CAPITOLO II
Quella mattina sembrava che tutto al mondo esistesse per
darle fastidio. Si era svegliata con l’allergia agli occhi, un appetito
esagerato e un forte mal di testa. Inoltre, cosa non poco importante, le pareva
di aver sognato qualcosa di insolito ma non si ricordava che cosa. Usci’ dalla
stanza inciampando sulle Superga blu dimenticate la notte prima davanti alla
porta e scese le scale in legno che separavano i due piani della sua piccola e
solitaria casa triestina. La porta dell’andito che si affacciava sul piccolo
salotto era rimasta aperta. Di solito la chiudeva per motivi che nemmeno lei
era convinta di conoscere chiaramente. Forse perche’ pensava che un ostacolo in
piu’ tra lei ed un possibile assassino le avrebbe dato tempo di fuggire; oppure
i troppi film d’azione visti con suo padre dall’età’ di 8 anni non le avevano
giovato molto.
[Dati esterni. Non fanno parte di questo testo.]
use crate::{Result, SyncError};
use bson::document::{ValueAccessError, ValueAccessResult};
use bson::spec::BinarySubtype;
use bson::{Binary, Bson, DateTime, Document};
use uuid::Uuid;

/// Get a uuid value for this `key` if it exists and has the correct type for given `doc`.
pub fn get_uuid(doc: &Document, key: &str) -> ValueAccessResult<Uuid> {
    match doc.get(key) {
        Some(Bson::Binary(Binary {
            subtype: BinarySubtype::Uuid,
            bytes,
        })) => Uuid::from_slice(bytes).map_err(|_| ValueAccessError::UnexpectedType),
        Some(_) => Err(ValueAccessError::UnexpectedType),
        None => Err(ValueAccessError::NotPresent),
    }
}

/// Create a new bson::Binary from given `uuid`.
pub fn new_binary(uuid: Uuid) -> Binary {
    Binary {
        subtype: BinarySubtype::Uuid,
        bytes: uuid.as_bytes().to_vec(),
    }
}

/// Get a document id, which must be stored as a string.
///
/// Ids of other types can't be queried or written back by their string rendering, so they are
/// refused instead of converted.
pub fn get_id_string(doc: &Document, key: &str) -> Result<String> {
    match doc.get(key) {
        Some(Bson::String(s)) => Ok(s.clone()),
        Some(other) => Err(SyncError::StoreError(format!(
            "field {:?} holds a non string id {:?}",
            key, other
        ))),
        None => Err(ValueAccessError::NotPresent.into()),
    }
}

/// Read the value of `key` as seconds since epoch.
///
/// Datetimes, integers, doubles and decimal strings are accepted.
pub fn get_epoch_secs(doc: &Document, key: &str) -> Result<i64> {
    let value = doc.get(key).ok_or(ValueAccessError::NotPresent)?;
    match value {
        Bson::DateTime(dt) => Ok(dt.timestamp_millis().div_euclid(1000)),
        Bson::Int32(v) => Ok(*v as i64),
        Bson::Int64(v) => Ok(*v),
        Bson::Double(v) if v.is_finite() => Ok(*v as i64),
        Bson::String(s) => s.trim().parse::<i64>().map_err(|_| {
            SyncError::StoreError(format!("field {:?} has non numeric timestamp {:?}", key, s))
        }),
        other => Err(SyncError::StoreError(format!(
            "field {:?} has unsupported timestamp value {:?}",
            key, other
        ))),
    }
}

/// Like [get_epoch_secs], but refuses string timestamps.
///
/// Used where the same field is range filtered on the server, which can't compare strings
/// numerically.
pub fn get_range_epoch_secs(doc: &Document, key: &str) -> Result<i64> {
    match doc.get(key) {
        Some(Bson::String(s)) => Err(SyncError::StoreError(format!(
            "field {:?} holds string timestamp {:?}, which can't be range filtered",
            key, s
        ))),
        _ => get_epoch_secs(doc, key),
    }
}

/// Convert seconds since epoch to a bson datetime.
pub fn to_datetime(secs: i64) -> DateTime {
    DateTime::from_millis(secs.saturating_mul(1000))
}

/// Collect values of `fields` from `doc` in order, missing fields become null.
pub fn get_values(doc: &Document, fields: &[String]) -> Vec<Bson> {
    fields
        .iter()
        .map(|f| doc.get(f).cloned().unwrap_or(Bson::Null))
        .collect()
}

#[cfg(test)]
mod test {
    use super::*;
    use bson::doc;

    #[test]
    fn test_uuid_round_trip() {
        let uuid = Uuid::parse_str("c050283e-3641-4d79-8e82-6665b7a4d19b").unwrap();
        let d = doc! {"id": new_binary(uuid)};
        assert_eq!(get_uuid(&d, "id").unwrap(), uuid);
        assert!(matches!(
            get_uuid(&d, "missing"),
            Err(ValueAccessError::NotPresent)
        ));
        assert!(matches!(
            get_uuid(&doc! {"id": "abc"}, "id"),
            Err(ValueAccessError::UnexpectedType)
        ));
    }

    #[test]
    fn test_id_string_only_accepts_strings() {
        let uuid = Uuid::parse_str("c050283e-3641-4d79-8e82-6665b7a4d19b").unwrap();
        let d = doc! {
            "s": "c050283e-3641-4d79-8e82-6665b7a4d19b",
            "bin": new_binary(uuid),
            "oid": bson::oid::ObjectId::new(),
        };
        assert_eq!(
            get_id_string(&d, "s").unwrap(),
            "c050283e-3641-4d79-8e82-6665b7a4d19b"
        );
        assert!(matches!(get_id_string(&d, "bin"), Err(SyncError::StoreError(_))));
        assert!(matches!(get_id_string(&d, "oid"), Err(SyncError::StoreError(_))));
        assert!(matches!(
            get_id_string(&d, "missing"),
            Err(SyncError::BsonError(ValueAccessError::NotPresent))
        ));
    }

    #[test]
    fn test_epoch_secs() {
        let d = doc! {
            "dt": to_datetime(1_600_000_000),
            "i32": 100_i32,
            "i64": 200_i64,
            "f": 300.7,
            "s": "400",
            "bad": "abc",
            "b": true,
        };
        assert_eq!(get_epoch_secs(&d, "dt").unwrap(), 1_600_000_000);
        assert_eq!(get_epoch_secs(&d, "i32").unwrap(), 100);
        assert_eq!(get_epoch_secs(&d, "i64").unwrap(), 200);
        assert_eq!(get_epoch_secs(&d, "f").unwrap(), 300);
        assert_eq!(get_epoch_secs(&d, "s").unwrap(), 400);
        assert!(get_epoch_secs(&d, "bad").is_err());
        assert!(get_epoch_secs(&d, "b").is_err());
        assert!(matches!(
            get_epoch_secs(&d, "missing"),
            Err(SyncError::BsonError(ValueAccessError::NotPresent))
        ));
    }

    #[test]
    fn test_range_epoch_secs_refuses_strings() {
        let d = doc! {"dt": to_datetime(1_600_000_000), "i64": 200_i64, "s": "400"};
        assert_eq!(get_range_epoch_secs(&d, "dt").unwrap(), 1_600_000_000);
        assert_eq!(get_range_epoch_secs(&d, "i64").unwrap(), 200);
        assert!(matches!(
            get_range_epoch_secs(&d, "s"),
            Err(SyncError::StoreError(_))
        ));
    }

    #[test]
    fn test_datetime_before_epoch_floors() {
        let d = doc! {"dt": DateTime::from_millis(-1500)};
        assert_eq!(get_epoch_secs(&d, "dt").unwrap(), -2);
    }

    #[test]
    fn test_get_values_missing_is_null() {
        let d = doc! {"a": 1, "c": "x"};
        let fields = vec!["a".to_string(), "b".to_string(), "c".to_string()];
        assert_eq!(
            get_values(&d, &fields),
            vec![Bson::Int32(1), Bson::Null, Bson::String("x".to_string())]
        );
    }
}
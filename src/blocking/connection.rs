use crate::blocking::store::{MongoColumnStore, MongoSearchIndex};
use crate::config::SyncerConfig;
use crate::error::{Result, SyncError};
use mongodb::sync::{Client, Database};

/// A simple abstraction for reconcile syncer connections.
#[derive(Clone)]
pub struct Connection<'a> {
    column_conn: Client,
    index_conn: Client,
    config: &'a SyncerConfig,
}

impl<'a> Connection<'a> {
    /// create a new connection from given `config`.
    pub fn new(config: &'a SyncerConfig) -> Result<Connection<'a>> {
        let column_conn = Client::with_uri_str(config.get_column_store_url())?;
        let index_conn = Client::with_uri_str(config.get_search_index_url())?;
        Ok(Connection {
            column_conn,
            index_conn,
            config,
        })
    }

    /// Check if we have enough permissions to read both databases.
    pub fn check_permissions(&self) -> Result<()> {
        let checks = [
            (
                self.get_column_db(),
                self.config.get_column_store_url(),
                self.config.get_column_store_db(),
            ),
            (
                self.get_index_db(),
                self.config.get_search_index_url(),
                self.config.get_search_index_db(),
            ),
        ];
        for (db, uri, db_name) in checks.iter() {
            if let Err(e) = db.list_collection_names(None) {
                return Err(SyncError::PermissionError {
                    uri: uri.to_string(),
                    db: db_name.to_string(),
                    detail: e,
                });
            }
        }
        Ok(())
    }

    /// get column store database.
    pub fn get_column_db(&self) -> Database {
        self.column_conn.database(self.config.get_column_store_db())
    }

    /// get search index database.
    pub fn get_index_db(&self) -> Database {
        self.index_conn.database(self.config.get_search_index_db())
    }

    /// column store backed by the configured database.
    pub fn column_store(&self) -> MongoColumnStore {
        MongoColumnStore::new(self.get_column_db())
    }

    /// search index backed by the configured database.
    pub fn search_index(&self) -> MongoSearchIndex {
        MongoSearchIndex::new(self.get_index_db())
    }

    /// get sync configuration.
    pub fn get_conf(&self) -> &SyncerConfig {
        self.config
    }
}
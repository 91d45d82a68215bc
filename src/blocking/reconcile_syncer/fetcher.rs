//! Read (id, timestamp) summaries of both sides.
use crate::blocking::store::{ColumnStore, SearchIndex};
use crate::mapping::CollectionSchema;
use crate::record::{from_token, RecordSummary, TimeWindow};
use crate::{Result, SyncError};
use tracing::debug;

/// Fetch summaries of a column store collection.
///
/// The column store can't filter by timestamp, so the whole collection is scanned and `window`
/// is applied here, on the client. This costs a full scan on every pass, windowing only bounds
/// how many records go into reconciliation.
pub fn fetch_source_summaries<C: ColumnStore + ?Sized>(
    store: &C,
    schema: &CollectionSchema,
    window: Option<TimeWindow>,
) -> Result<Vec<RecordSummary>> {
    let scanned = store
        .scan_summaries(schema)
        .map_err(|e| SyncError::fetch(schema.name(), e))?;
    let total = scanned.len();
    let summaries: Vec<RecordSummary> = scanned
        .into_iter()
        .filter(|s| window.map_or(true, |w| w.contains(s.timestamp)))
        .map(|s| RecordSummary::new(from_token(&s.id), s.timestamp))
        .collect();
    debug!(
        coll = schema.name(),
        total,
        kept = summaries.len(),
        ?window,
        "Scanned column store summaries."
    );
    Ok(summaries)
}

/// Fetch summaries of a search index collection, `window` is evaluated by the index.
pub fn fetch_sink_summaries<S: SearchIndex + ?Sized>(
    index: &S,
    schema: &CollectionSchema,
    window: Option<TimeWindow>,
) -> Result<Vec<RecordSummary>> {
    let summaries = index
        .search_summaries(schema, window)
        .map_err(|e| SyncError::fetch(schema.name(), e))?;
    debug!(coll = schema.name(), total = summaries.len(), ?window, "Searched index summaries.");
    Ok(summaries)
}

#[cfg(test)]
mod test {
    use super::*;
    use crate::blocking::store::memory::{MemoryColumnStore, MemorySearchIndex, StoreCall};
    use bson::doc;
    use uuid::Uuid;

    const ID1: &str = "c050283e-3641-4d79-8e82-6665b7a4d19b";
    const ID2: &str = "5a0c9a6c-5f3b-4d8e-9f0e-2b1a7c3d4e5f";

    fn schema() -> CollectionSchema {
        CollectionSchema::new("users", "id", "ts", vec!["name".to_string()])
    }

    #[test]
    fn test_source_window_applied_on_client() {
        let store = MemoryColumnStore::new();
        store.put("users", Uuid::parse_str(ID1).unwrap(), doc! {"ts": 100_i64, "name": "a"});
        store.put("users", Uuid::parse_str(ID2).unwrap(), doc! {"ts": 200_i64, "name": "b"});

        let all = fetch_source_summaries(&store, &schema(), None).unwrap();
        assert_eq!(all.len(), 2);

        let windowed =
            fetch_source_summaries(&store, &schema(), Some(TimeWindow::new(150, 250))).unwrap();
        assert_eq!(windowed, vec![RecordSummary::new(ID2.to_string(), 200)]);
    }

    #[test]
    fn test_sink_window_passed_to_index() {
        let index = MemorySearchIndex::new();
        index.put("users", "a", doc! {"ts": 100_i64});
        let window = Some(TimeWindow::new(150, 250));
        assert!(fetch_sink_summaries(&index, &schema(), window)
            .unwrap()
            .is_empty());
        assert_eq!(index.windows(), vec![window]);
    }

    #[test]
    fn test_fetch_error() {
        let index = MemorySearchIndex::new();
        index.set_failing(StoreCall::Summary, true);
        match fetch_sink_summaries(&index, &schema(), None) {
            Err(SyncError::FetchError { collection, .. }) => assert_eq!(collection, "users"),
            other => panic!("unexpected result {:?}", other),
        }
    }
}
use bson::document::ValueAccessError;
use mongodb::error::Error as MongoError;
use std::result::Result as StdResult;
use thiserror::Error;

#[derive(Error, Debug)]
pub enum SyncError {
    #[error("Mongodb connection error")]
    MongoError(#[from] MongoError),
    #[error("Check permission for database {db:?} failed, connection string: {uri:?}, detailed: {detail:?}")]
    PermissionError {
        uri: String,
        db: String,
        detail: MongoError,
    },
    #[error("Bson value access error")]
    BsonError(#[from] ValueAccessError),
    #[error("Read configuration file failed")]
    IoError(#[from] std::io::Error),
    #[error("Parse configuration file failed")]
    ConfigParseError(#[from] toml::de::Error),
    #[error("Invalid configuration: {0}")]
    ConfigurationError(String),
    #[error("Identifier {id:?} is not a canonical uuid, detailed: {detail}")]
    MalformedIdentifier { id: String, detail: String },
    #[error("Fetch from collection {collection:?} failed, detailed: {detail}")]
    FetchError {
        collection: String,
        #[source]
        detail: Box<SyncError>,
    },
    #[error("Apply {count} records to collection {collection:?} failed, detailed: {detail}")]
    ApplyError {
        collection: String,
        count: usize,
        detail: String,
    },
    #[error("Store returned unexpected data: {0}")]
    StoreError(String),
    #[error("Sync pass failed for {} mapping(s)", .failures.len())]
    PassFailed { failures: Vec<(String, SyncError)> },
}

impl SyncError {
    /// wrap an error raised while reading summaries or records from `collection`.
    pub fn fetch(collection: &str, detail: SyncError) -> SyncError {
        match detail {
            // keep the innermost collection, don't wrap twice.
            e @ SyncError::FetchError { .. } => e,
            e => SyncError::FetchError {
                collection: collection.to_string(),
                detail: Box::new(e),
            },
        }
    }

    /// wrap an error raised while writing `count` records into `collection`.
    pub fn apply(collection: &str, count: usize, detail: SyncError) -> SyncError {
        match detail {
            e @ SyncError::ApplyError { .. } => e,
            e => SyncError::ApplyError {
                collection: collection.to_string(),
                count,
                detail: e.to_string(),
            },
        }
    }
}

pub type Result<T> = StdResult<T, SyncError>;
Ad ogni modo, la notte prima non l’aveva voluta chiudere. Quando
si sta male per qualcosa si pensa che possano essere quei gesti di routine a
impedire al destino di sorprenderti. Erano tutti pensieri che la facevano
sentire piu’ disperata di quanto non fosse. Scosto’ la sedia dal tavolo in teak
della cucina; lo guardo’ fieramente e nello stesso istante le vennero in mente
gli occhi di soddisfazione di suo zio dopo averlo comprato ad un’asta promossa
da un vecchio quanto ricco armatore di barche a vela. Le sedie originali
purtroppo non c’erano. Se l’era aggiudicate un benestante imprenditore bolognese che, a detta dello zio,
“le avrebbe sicuramente utilizzate per arredare il salottino di qualche
ristorante vuoto”. Preso da uno sconforto letale, aveva regalato a Sofia il bel
tavolone e le aveva detto di farci quel che voleva. Sofia c’era molto affezionata.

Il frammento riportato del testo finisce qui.